### PROBLEM TO SOLVE
Your answer should hold exactly the lines from the one with "pub fn dimensions(data: &[u8])" through the final line of the data below, reproduced as written.

### EXERCISE INPUT
★ ★ ★
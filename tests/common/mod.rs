//! Common test utilities - ImgdTest harness for end-to-end testing

use std::net::SocketAddr;
use std::path::{Path, PathBuf};
use std::sync::Arc;
use std::time::Duration;

use anyhow::Result;
use image::{DynamicImage, RgbImage};
use imgd::images::{encode, ImageKind};
use imgd::{Config, Server};
use reqwest::multipart::{Form, Part};
use reqwest::Client;
use tempfile::TempDir;
use tokio::task::JoinHandle;

/// Test harness that spawns a real imgd server on a random port
/// with its own temporary storage root
pub struct ImgdTest {
    pub addr: SocketAddr,
    pub client: Client,
    server: Arc<Server>,
    _handle: JoinHandle<()>,
    _temp_dir: TempDir,
}

impl ImgdTest {
    /// Start a new test server instance
    pub async fn start() -> Result<Self> {
        Self::start_with(Config::default()).await
    }

    /// Start a test server from a base config; bind address and root are
    /// always replaced with test-local values
    pub async fn start_with(base: Config) -> Result<Self> {
        let temp_dir = TempDir::new()?;

        // Find a random available port
        let listener = std::net::TcpListener::bind("127.0.0.1:0")?;
        let bind_addr = listener.local_addr()?;
        drop(listener);

        let config = Config {
            bind_addr,
            root: Some(temp_dir.path().join("images")),
            ..base
        };

        let server = Arc::new(Server::new(config).await?);
        let addr = server.bind_addr();
        let server_clone = server.clone();

        // Spawn the server in a background task
        let handle = tokio::spawn(async move {
            if let Err(e) = server_clone.run().await {
                eprintln!("Server error: {}", e);
            }
        });

        let client = Client::builder().timeout(Duration::from_secs(10)).build()?;

        // Poll until server is ready (max 2 seconds)
        let mut ready = false;
        for _ in 0..20 {
            tokio::time::sleep(Duration::from_millis(100)).await;
            if client
                .get(format!("http://{}/health", addr))
                .send()
                .await
                .is_ok()
            {
                ready = true;
                break;
            }
        }

        if !ready {
            panic!("Server failed to start within 2 seconds");
        }

        Ok(Self {
            addr,
            client,
            server,
            _handle: handle,
            _temp_dir: temp_dir,
        })
    }

    /// Get the base URL for the server
    pub fn base_url(&self) -> String {
        format!("http://{}", self.addr)
    }

    /// Storage root of this instance
    pub fn image_root(&self) -> &Path {
        self.server.image_root()
    }

    /// On-disk path for a stored identifier
    pub fn stored_path(&self, name: &str) -> PathBuf {
        self.image_root().join(&name[..2]).join(name)
    }

    /// Make a GET request
    pub async fn get(&self, path: &str) -> Result<reqwest::Response> {
        Ok(self
            .client
            .get(format!("{}{}", self.base_url(), path))
            .send()
            .await?)
    }

    /// Fetch an image by identifier with extra query params (`&s=..&q=..`)
    pub async fn get_image(&self, name: &str, extra: &str) -> Result<reqwest::Response> {
        self.get(&format!("/?n={}{}", name, extra)).await
    }

    /// Upload bytes as the `image` multipart field
    pub async fn upload(&self, filename: Option<&str>, data: Vec<u8>) -> Result<reqwest::Response> {
        let mut part = Part::bytes(data);
        if let Some(name) = filename {
            part = part.file_name(name.to_string());
        }
        self.upload_form(Form::new().part("image", part)).await
    }

    /// Upload an arbitrary multipart form
    pub async fn upload_form(&self, form: Form) -> Result<reqwest::Response> {
        Ok(self
            .client
            .post(format!("{}/", self.base_url()))
            .multipart(form)
            .send()
            .await?)
    }

    /// Upload and return the stored identifier, asserting success
    pub async fn upload_ok(&self, filename: &str, data: Vec<u8>) -> Result<String> {
        let resp = self.upload(Some(filename), data).await?;
        anyhow::ensure!(resp.status() == 200, "upload failed: {}", resp.status());

        let body: serde_json::Value = resp.json().await?;
        anyhow::ensure!(body["success"] == true, "upload failed: {}", body);
        body["name"]
            .as_str()
            .map(str::to_string)
            .ok_or_else(|| anyhow::anyhow!("missing name in {}", body))
    }

    /// Shutdown the server gracefully
    pub fn shutdown(&self) {
        self.server.shutdown();
    }
}

impl Drop for ImgdTest {
    fn drop(&mut self) {
        self.server.shutdown();
    }
}

/// Encode a patterned test image of the given size and kind
pub fn sample_image(width: u32, height: u32, kind: ImageKind) -> Vec<u8> {
    let img = RgbImage::from_fn(width, height, |x, y| {
        image::Rgb([
            (x * 255 / width.max(1)) as u8,
            (y * 255 / height.max(1)) as u8,
            ((x * 31 + y * 17) % 256) as u8,
        ])
    });
    encode(&DynamicImage::ImageRgb8(img), kind, 95).expect("Failed to encode sample image")
}

/// Decode response bytes and return their dimensions
pub fn dimensions(data: &[u8]) -> (u32, u32) {
    let img = image::load_from_memory(data).expect("Failed to decode response image");
    (img.width(), img.height())
}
★ ★ ★
### ANSWER TO THE PROBLEM
pub fn dimensions(data: &[u8]) -> (u32, u32) {
    let img = image::load_from_memory(data).expect("Failed to decode response image");
    (img.width(), img.height())
}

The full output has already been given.